PROBLEM → Records follow. Pull out every line that contains "Hello".

(Stored data)
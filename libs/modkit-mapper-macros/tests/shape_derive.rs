#![allow(clippy::unwrap_used, clippy::expect_used)]

use modkit_mapper::{FieldDescriptor, FieldType, Shape, Value};
use rust_decimal::Decimal;
use uuid::Uuid;

#[derive(Debug, Clone, Default, PartialEq)]
pub struct Tag {
    pub id: i64,
}

#[derive(Debug, Default, Shape)]
#[shape(name = "Article")]
pub struct ArticleRow {
    pub id: Uuid,
    pub title: String,
    pub rating: Option<Decimal>,
    pub tag_ids: Vec<i64>,
    #[shape(rename = "body")]
    pub content: String,
    #[shape(read_only)]
    pub slug: String,
    #[shape(write_only)]
    pub password: String,
    #[shape(skip)]
    pub tags: Vec<Tag>,
}

#[test]
fn table_lists_fields_in_declaration_order() {
    let names: Vec<&str> = ArticleRow::fields().iter().map(|f| f.name).collect();

    assert_eq!(
        names,
        ["id", "title", "rating", "tag_ids", "body", "slug", "password"]
    );
    assert_eq!(ArticleRow::NAME, "Article");
}

#[test]
fn table_carries_declared_types_and_access() {
    assert_eq!(
        ArticleRow::field("rating"),
        Some(&FieldDescriptor::new("rating", FieldType::DECIMAL.nullable()))
    );
    assert_eq!(ArticleRow::field("tag_ids").unwrap().ty, FieldType::I64.list());

    let slug = ArticleRow::field("slug").unwrap();
    assert!(slug.readable && !slug.writable);
    let password = ArticleRow::field("password").unwrap();
    assert!(!password.readable && password.writable);

    assert!(ArticleRow::field("tags").is_none());
    assert!(ArticleRow::field("content").is_none());
}

#[test]
fn read_returns_values_for_readable_fields_only() {
    let row = ArticleRow {
        title: "Hello".to_owned(),
        content: "text".to_owned(),
        password: "secret".to_owned(),
        ..ArticleRow::default()
    };

    assert_eq!(row.read("title"), Some(Value::String("Hello".to_owned())));
    assert_eq!(row.read("body"), Some(Value::String("text".to_owned())));
    assert_eq!(row.read("rating"), Some(Value::Null));
    assert_eq!(row.read("password"), None);
    assert_eq!(row.read("tags"), None);
}

#[test]
fn write_accepts_fitting_values_and_rejects_the_rest() {
    let mut row = ArticleRow::default();

    assert!(row.write("title", Value::String("New".to_owned())));
    assert!(row.write("rating", Value::Decimal(Decimal::new(95, 1))));
    assert!(row.write("tag_ids", Value::List(vec![Value::I64(10), Value::I64(20)])));
    assert!(row.write("password", Value::String("hunter2".to_owned())));

    assert!(!row.write("title", Value::Null));
    assert!(!row.write("title", Value::I64(1)));
    assert!(!row.write("slug", Value::String("nope".to_owned())));
    assert!(!row.write("unknown", Value::Bool(true)));

    assert_eq!(row.title, "New");
    assert_eq!(row.rating, Some(Decimal::new(95, 1)));
    assert_eq!(row.tag_ids, vec![10, 20]);
    assert_eq!(row.password, "hunter2");
    assert!(row.slug.is_empty());
}
pub mod model;

pub use model::{Category, Product, ProductCategory, ProductTag, Tag};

SOLVED EXERCISE →
        title: "Hello".to_owned(),
    assert_eq!(row.read("title"), Some(Value::String("Hello".to_owned())));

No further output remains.